Among the lines of the data, copy those that hold "when".

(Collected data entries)
"""

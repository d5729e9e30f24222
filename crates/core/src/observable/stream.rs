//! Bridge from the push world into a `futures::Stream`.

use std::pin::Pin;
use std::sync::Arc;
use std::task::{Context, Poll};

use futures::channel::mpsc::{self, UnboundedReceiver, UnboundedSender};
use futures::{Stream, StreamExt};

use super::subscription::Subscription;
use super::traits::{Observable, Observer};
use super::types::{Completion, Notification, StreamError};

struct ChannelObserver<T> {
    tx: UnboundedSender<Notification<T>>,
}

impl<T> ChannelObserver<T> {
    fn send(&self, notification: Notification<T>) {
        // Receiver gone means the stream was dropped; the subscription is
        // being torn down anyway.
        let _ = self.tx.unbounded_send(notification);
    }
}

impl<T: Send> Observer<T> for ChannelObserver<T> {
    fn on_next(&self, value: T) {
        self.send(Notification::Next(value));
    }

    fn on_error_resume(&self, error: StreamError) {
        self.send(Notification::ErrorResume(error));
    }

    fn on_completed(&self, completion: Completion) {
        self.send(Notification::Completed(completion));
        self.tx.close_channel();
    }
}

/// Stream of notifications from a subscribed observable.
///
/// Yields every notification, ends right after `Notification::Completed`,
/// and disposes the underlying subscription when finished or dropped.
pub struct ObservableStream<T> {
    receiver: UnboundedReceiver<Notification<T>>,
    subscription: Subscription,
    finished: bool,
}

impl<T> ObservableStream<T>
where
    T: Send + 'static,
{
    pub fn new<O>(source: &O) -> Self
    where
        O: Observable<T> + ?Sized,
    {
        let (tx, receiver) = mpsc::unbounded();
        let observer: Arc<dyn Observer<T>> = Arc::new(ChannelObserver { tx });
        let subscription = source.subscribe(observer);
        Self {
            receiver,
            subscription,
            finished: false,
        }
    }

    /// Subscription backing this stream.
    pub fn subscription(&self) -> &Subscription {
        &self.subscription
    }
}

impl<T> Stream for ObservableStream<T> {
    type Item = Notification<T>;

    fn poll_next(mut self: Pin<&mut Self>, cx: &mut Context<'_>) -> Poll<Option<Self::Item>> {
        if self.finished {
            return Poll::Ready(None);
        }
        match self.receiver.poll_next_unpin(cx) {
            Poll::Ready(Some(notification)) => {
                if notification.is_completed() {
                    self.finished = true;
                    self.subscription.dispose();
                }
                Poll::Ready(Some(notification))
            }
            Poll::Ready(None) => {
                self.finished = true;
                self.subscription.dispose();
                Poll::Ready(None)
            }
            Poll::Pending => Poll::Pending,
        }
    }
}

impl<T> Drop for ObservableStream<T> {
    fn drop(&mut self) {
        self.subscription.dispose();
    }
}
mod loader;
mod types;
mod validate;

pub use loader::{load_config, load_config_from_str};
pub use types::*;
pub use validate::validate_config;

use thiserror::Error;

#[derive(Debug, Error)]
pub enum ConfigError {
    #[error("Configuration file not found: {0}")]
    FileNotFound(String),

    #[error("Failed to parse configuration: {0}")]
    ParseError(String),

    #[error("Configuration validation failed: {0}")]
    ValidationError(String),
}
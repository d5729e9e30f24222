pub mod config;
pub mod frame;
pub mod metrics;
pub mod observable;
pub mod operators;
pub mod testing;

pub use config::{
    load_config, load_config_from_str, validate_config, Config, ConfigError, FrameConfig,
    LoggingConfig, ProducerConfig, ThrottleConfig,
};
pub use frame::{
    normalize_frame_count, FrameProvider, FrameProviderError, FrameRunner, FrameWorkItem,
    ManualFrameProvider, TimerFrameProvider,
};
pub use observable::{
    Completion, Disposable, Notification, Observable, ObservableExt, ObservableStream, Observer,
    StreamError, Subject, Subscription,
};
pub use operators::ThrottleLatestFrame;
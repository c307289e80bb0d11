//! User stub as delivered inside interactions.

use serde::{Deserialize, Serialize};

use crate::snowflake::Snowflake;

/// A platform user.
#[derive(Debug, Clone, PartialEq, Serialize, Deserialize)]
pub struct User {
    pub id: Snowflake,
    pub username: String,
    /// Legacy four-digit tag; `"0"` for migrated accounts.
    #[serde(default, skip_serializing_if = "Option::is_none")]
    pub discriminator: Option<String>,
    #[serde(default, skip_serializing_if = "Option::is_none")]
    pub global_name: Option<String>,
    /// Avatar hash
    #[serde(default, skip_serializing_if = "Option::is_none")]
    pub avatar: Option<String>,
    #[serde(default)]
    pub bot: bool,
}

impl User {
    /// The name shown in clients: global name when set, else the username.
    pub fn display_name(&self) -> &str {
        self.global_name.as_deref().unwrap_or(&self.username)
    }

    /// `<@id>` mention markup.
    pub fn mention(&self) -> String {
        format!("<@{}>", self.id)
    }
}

"""

▶ _Solution to this task_
/// and disposes the underlying subscription when finished or dropped.
    /// The name shown in clients: global name when set, else the username.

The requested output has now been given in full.